For entrepreneurs in export-heavy economies facing selective bank lending, equity-linked financing can offer balance-sheet flexibility during prolonged investment cycles.

2026 outlook

Southeast Asia enters 2026 with stronger fundamentals than most trade-war scenarios predicted, but structural tensions complicate the picture. The Trump administration has launched Section 232 investigations into critical minerals, pharmaceuticals, semiconductors, and robotics, with initial determinations already imposing targeted measures. Reciprocal trade agreements with Cambodia and Malaysia included provisions requiring both countries to “adopt and implement measures” that align with U.S. economic security priorities and mirror American restrictions on third-country trade.

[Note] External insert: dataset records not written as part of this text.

#[tokio::test]
async fn test_missing_standard_claims_are_invalid_claims() -> Result<()> {
    let jwks = MockJwks::start_default().await;
    let server = TestDrinksServer::spawn(&jwks.jwks_url()).await?;

    for builder in [
        detail_token().without_expiry(),
        detail_token().without_audience(),
        detail_token().without_issuer(),
    ] {
        let token = builder.sign(&TestKey::primary());
        let response = get_detail(&server, Some(&bearer(&token))).await?;
        assert_auth_error(&response, 401, "invalid_claims");
    }

    Ok(())
}

#[tokio::test]
async fn test_future_not_before_is_invalid_claims() -> Result<()> {
    let jwks = MockJwks::start_default().await;
    let server = TestDrinksServer::spawn(&jwks.jwks_url()).await?;

    let token = detail_token().not_before_in(600).sign(&TestKey::primary());
    let response = get_detail(&server, Some(&bearer(&token))).await?;

    assert_auth_error(&response, 401, "invalid_claims");

    Ok(())
}

// ============================================================================
// Permissions
// ============================================================================

#[tokio::test]
async fn test_missing_permission_is_forbidden_code() -> Result<()> {
    let jwks = MockJwks::start_default().await;
    let server = TestDrinksServer::spawn(&jwks.jwks_url()).await?;

    let token = TestTokenBuilder::new()
        .with_permissions(&["post:drinks"])
        .sign(&TestKey::primary());
    let response = get_detail(&server, Some(&bearer(&token))).await?;

    assert_auth_error(&response, 401, "forbidden");

    Ok(())
}

#[tokio::test]
async fn test_missing_permissions_claim_is_malformed_token() -> Result<()> {
    let jwks = MockJwks::start_default().await;
    let server = TestDrinksServer::spawn(&jwks.jwks_url()).await?;

    let token = TestTokenBuilder::new()
        .without_permissions()
        .sign(&TestKey::primary());
    let response = get_detail(&server, Some(&bearer(&token))).await?;

    assert_auth_error(&response, 400, "malformed_token");

    Ok(())
}

#[tokio::test]
async fn test_gate_error_variants_match_http_codes() -> Result<()> {
    let jwks = MockJwks::start_default().await;
    let config = Config::from_vars(&test_config_vars(&jwks.jwks_url()))?;
    let gate = AuthGate::from_config(&config);

    let token = TestTokenBuilder::new()
        .with_permissions(&["get:drinks-detail"])
        .sign(&TestKey::primary());
    let mut headers = HeaderMap::new();
    headers.insert(AUTHORIZATION, HeaderValue::from_str(&bearer(&token))?);

    let err = gate.authorize("post:drinks", &headers).await.unwrap_err();
    assert_eq!(err, AuthError::Forbidden);

    let claims = gate.authorize("get:drinks-detail", &headers).await?;
    assert!(claims.has_permission("get:drinks-detail"));

    Ok(())
}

Washington’s willingness to enforce these “alignment” clauses will determine whether constructive engagement remains viable or whether Southeast Asia faces pressure to choose sides in a fracturing global system.

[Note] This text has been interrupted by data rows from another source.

//! Drinks service error types.
//!
//! Two layers:
//!
//! - [`AuthError`] is the closed taxonomy produced by the authorization
//!   pipeline. Every variant carries its HTTP status, a machine-readable code
//!   and a human-readable description.
//! - [`ApiError`] is what handlers return. Auth failures are wrapped verbatim
//!   so the caller sees the exact status and code chosen by the auth layer.
//!
//! Database errors are logged server-side and returned as a generic message.

use axum::{
    http::StatusCode,
    response::{IntoResponse, Response},
    Json,
};
use serde::Serialize;
use thiserror::Error;

/// Authorization pipeline failure.
///
/// Status mapping:
/// - MissingHeader, InvalidHeader, UnknownKey, InvalidClaims, Forbidden: 401
/// - MalformedHeader, MalformedToken: 400
/// - ExpiredToken: 403
/// - KeySetUnavailable: 503
#[derive(Debug, Clone, PartialEq, Eq, Error)]
pub enum AuthError {
    #[error("Authorization header is required")]
    MissingHeader,

    #[error("{0}")]
    MalformedHeader(String),

    #[error("{0}")]
    InvalidHeader(String),

    #[error("Unable to find the appropriate signing key")]
    UnknownKey,

    #[error("Signing keys are currently unavailable")]
    KeySetUnavailable,

    #[error("Token has expired")]
    ExpiredToken,

    #[error("Claims error: check the audience and issuer")]
    InvalidClaims,

    #[error("Malformed token: permissions not specified")]
    MalformedToken,

    #[error("Missing permission")]
    Forbidden,
}

impl AuthError {
    /// HTTP status code for this failure.
    pub fn status_code(&self) -> StatusCode {
        match self {
            AuthError::MissingHeader
            | AuthError::InvalidHeader(_)
            | AuthError::UnknownKey
            | AuthError::InvalidClaims
            | AuthError::Forbidden => StatusCode::UNAUTHORIZED,
            AuthError::MalformedHeader(_) | AuthError::MalformedToken => StatusCode::BAD_REQUEST,
            AuthError::ExpiredToken => StatusCode::FORBIDDEN,
            AuthError::KeySetUnavailable => StatusCode::SERVICE_UNAVAILABLE,
        }
    }

    /// Machine-readable error code returned to clients and used as a metric label.
    pub fn code(&self) -> &'static str {
        match self {
            AuthError::MissingHeader => "authorization_header_missing",
            AuthError::MalformedHeader(_) | AuthError::InvalidHeader(_) => "invalid_header",
            AuthError::UnknownKey => "unknown_key",
            AuthError::KeySetUnavailable => "jwks_unavailable",
            AuthError::ExpiredToken => "token_expired",
            AuthError::InvalidClaims => "invalid_claims",
            AuthError::MalformedToken => "malformed_token",
            AuthError::Forbidden => "forbidden",
        }
    }
}

/// Drinks service error type.
///
/// Maps to HTTP status codes:
/// - Auth: whatever the wrapped [`AuthError`] says
/// - NotFound: 404
/// - Conflict: 409
/// - Unprocessable: 422
/// - Database, Internal: 500
#[derive(Debug, Error)]
pub enum ApiError {
    #[error(transparent)]
    Auth(#[from] AuthError),

    #[error("Not found: {0}")]
    NotFound(String),

    #[error("Conflict: {0}")]
    Conflict(String),

    #[error("Unprocessable: {0}")]
    Unprocessable(String),

    #[error("Database error: {0}")]
    Database(String),

    #[error("Internal server error")]
    Internal,
}

impl ApiError {
    /// Returns the HTTP status code for this error.
    pub fn status_code(&self) -> StatusCode {
        match self {
            ApiError::Auth(err) => err.status_code(),
            ApiError::NotFound(_) => StatusCode::NOT_FOUND,
            ApiError::Conflict(_) => StatusCode::CONFLICT,
            ApiError::Unprocessable(_) => StatusCode::UNPROCESSABLE_ENTITY,
            ApiError::Database(_) | ApiError::Internal => StatusCode::INTERNAL_SERVER_ERROR,
        }
    }
}

#[derive(Serialize)]
struct ErrorResponse {
    success: bool,
    error: u16,
    code: &'static str,
    message: String,
}

impl IntoResponse for ApiError {
    fn into_response(self) -> Response {
        let status = self.status_code();
        let (code, message) = match &self {
            ApiError::Auth(err) => (err.code(), err.to_string()),
            ApiError::NotFound(resource) => ("not_found", resource.clone()),
            ApiError::Conflict(reason) => ("conflict", reason.clone()),
            ApiError::Unprocessable(reason) => ("unprocessable", reason.clone()),
            ApiError::Database(err) => {
                // Log actual error server-side, return generic message to client
                tracing::error!(target: "drinks.database", error = %err, "Database operation failed");
                (
                    "database_error",
                    "An internal database error occurred".to_string(),
                )
            }
            ApiError::Internal => ("internal_error", "An internal error occurred".to_string()),
        };

        let body = ErrorResponse {
            success: false,
            error: status.as_u16(),
            code,
            message,
        };

        let mut response = (status, Json(body)).into_response();

        if status == StatusCode::UNAUTHORIZED {
            if let Ok(header_value) =
                "Bearer realm=\"drinks-api\", error=\"invalid_token\"".parse()
            {
                response
                    .headers_mut()
                    .insert("WWW-Authenticate", header_value);
            }
        }

        response
    }
}

impl From<sqlx::Error> for ApiError {
    fn from(err: sqlx::Error) -> Self {
        if let sqlx::Error::Database(db_err) = &err {
            if db_err.is_unique_violation() {
                return ApiError::Conflict("A drink with that title already exists".to_string());
            }
        }
        ApiError::Database(err.to_string())
    }
}

impl From<serde_json::Error> for ApiError {
    fn from(err: serde_json::Error) -> Self {
        tracing::error!(target: "drinks.repository", error = %err, "Stored recipe is not valid JSON");
        ApiError::Internal
    }
}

Meanwhile, China’s exports to Southeast Asia jumped 13% in the first half of 2025 to over $600 billion annualized, while China’s trade surplus with ASEAN reached $278 billion as imports from the region remained relatively flat.

Weak Chinese domestic demand means growth in China has decoupled from its purchases of Southeast Asian goods. Chinese manufacturers supply the components and machinery that feed Southeast Asia’s export surge, but Chinese consumers aren’t buying finished goods in return. Liquidity expansion without credit growth will create its own friction.

Export momentum won’t matter if businesses can’t access capital to scale. Liquidity expansion without credit growth is a mismatch waiting to be arbitraged. The firms that solve that problem will help determine which of Southeast Asia’s manufacturers capture the next decade of growth.